3. (a) Landlord and Tenant shall each appoint one (1) independent appraiser who shall by profession be an M.A.I. certified real estate appraiser who shall have been active over the five (5) year period ending on the date of such appointment in the leasing of commercial (including office) properties in the Orange County Airport area. The determination of the appraisers shall be limited solely to the issue of whether Landlord’s or Tenant’s last proposed (as of the Outside Agreement Date) best and final fair market rental rate for the Premises is the closest to the actual fair market rental rate for the Premises as determined by the appraisers, taking into account the requirements specified in Section 1 above. Each such appraiser shall be appointed within ten (10) business days after the Outside Agreement Date.

(b) The two (2) appraisers so appointed shall within ten (10) business days after the date of the appointment of the last appointed appraiser agree upon and appoint a third appraiser who shall be qualified under the same criteria set forth hereinabove for qualification of the initial two (2) appraisers.

(c) The three (3) appraisers shall within ten (10) business days after the appointment of the third appraiser reach a decision as to whether the parties shall use Landlord’s or Tenant’s submitted best and final fair market rental rate, and shall notify Landlord and Tenant thereof. During such ten (10) business day period, Landlord and Tenant may submit to the appraisers such information and documentation to support their respective positions as they shall deem reasonably relevant and Landlord and Tenant may each appear before the appraisers jointly to question and respond to questions from the appraisers.

(d) The decision of the majority of the three (3) appraisers shall be binding upon Landlord and Tenant and neither party shall have the right to reject the decision or to undo the exercise of the Extension Option. If either Landlord or Tenant fails to appoint an appraiser within the time period specified in Section 3(a) hereinabove, the appraiser appointed by one of them shall within ten (10) business days following the date on which the party failing to appoint an appraiser could have last appointed such appraiser reach a decision based upon the same procedures as set forth above (i.e., by selecting either Landlord’s or Tenant’s submitted best and final fair market rental rate), and shall notify Landlord and Tenant thereof, and such appraiser’s decision shall be binding upon Landlord and Tenant and neither party shall have the right to reject the decision or to undo the exercise of the Extension Option.

 

Rider No. 2 - 1


(e) If the two (2) appraisers fail to agree upon and appoint a third appraiser, either party, upon ten (10) days written notice to the other party, can apply to the Presiding Judge of the Superior Court of Orange County to appoint a third appraiser meeting the qualifications set forth herein. The third appraiser, however, selected shall be a person who has not previously acted in any capacity for either party.

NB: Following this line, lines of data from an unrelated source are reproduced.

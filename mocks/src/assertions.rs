//! Custom assertion helpers for testing
//!
//! Provides specialized assertions for:
//! - Doctor equality with clear error messages
//! - Rating order of listings
//! - Error classification

use clinic_core::{Doctor, NewDoctor, Result, Task};

/// Assert a stored doctor carries every field of the payload it was created from
pub fn assert_doctor_matches(actual: &Doctor, expected: &NewDoctor) {
    assert_eq!(actual.name, expected.name, "Doctor names don't match");
    assert_eq!(
        actual.profile_picture, expected.profile_picture,
        "Profile pictures don't match"
    );
    assert_eq!(
        actual.service_role, expected.service_role,
        "Service roles don't match"
    );
    assert_eq!(actual.rating, expected.rating, "Ratings don't match");
    assert_eq!(
        actual.rating_count, expected.rating_count,
        "Rating counts don't match"
    );
    assert_eq!(
        actual.video_introduction_url, expected.video_introduction_url,
        "Video introduction URLs don't match"
    );
    assert_eq!(
        actual.introduction_text, expected.introduction_text,
        "Introduction texts don't match"
    );
    assert_eq!(
        actual.nationalities, expected.nationalities,
        "Nationalities don't match"
    );
    assert_eq!(actual.age, expected.age, "Ages don't match");
    assert_eq!(actual.university, expected.university, "Universities don't match");
    assert_eq!(actual.gender, expected.gender, "Genders don't match");
    assert_eq!(actual.text_index, expected.text_index, "Text indexes don't match");
}

/// Assert a task has the given title and body
pub fn assert_task_content(task: &Task, title: &str, body: &str) {
    assert_eq!(task.title, title, "Task titles don't match");
    assert_eq!(task.body, body, "Task bodies don't match");
}

/// Assert doctors are ordered by rating, highest first
pub fn assert_sorted_by_rating(doctors: &[Doctor]) {
    for pair in doctors.windows(2) {
        assert!(
            pair[0].rating >= pair[1].rating,
            "Doctors not sorted by rating: {} ({}) listed before {} ({})",
            pair[0].name,
            pair[0].rating,
            pair[1].name,
            pair[1].rating
        );
    }
}

/// Assert every doctor in a listing has the given gender
pub fn assert_all_gender(doctors: &[Doctor], gender: &str) {
    for doctor in doctors {
        assert_eq!(
            doctor.gender, gender,
            "Doctor {} has unexpected gender",
            doctor.name
        );
    }
}

/// Assert a result failed with a not-found error
pub fn assert_not_found<T: std::fmt::Debug>(result: Result<T>) {
    match result {
        Err(ref error) if error.is_not_found() => {}
        other => panic!("Expected NotFound error, got: {other:?}"),
    }
}

/// Assert a result failed because of bad client input
pub fn assert_client_error<T: std::fmt::Debug>(result: Result<T>) {
    match result {
        Err(ref error) if error.is_client_error() => {}
        other => panic!("Expected a client error, got: {other:?}"),
    }
}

(f) The cost of each party’s appraiser shall be the responsibility of the party selecting such appraiser, and the cost of the third appraiser (or arbitration, if necessary) shall be shared equally by Landlord and Tenant.

(g) If the process described hereinabove has not resulted in a selection of either Landlord’s or Tenant’s submitted best and final fair market rental rate by the commencement of the Option Term, then the fair market rental rate estimated by Landlord will be used until the appraiser(s) reach a decision, with an appropriate rental credit and other adjustments for any overpayments of Monthly Base Rent or other amounts if the appraisers select Tenant’s submitted best and final estimate of the fair market rental rate. The parties shall enter into an amendment to this Lease confirming the terms of the decision.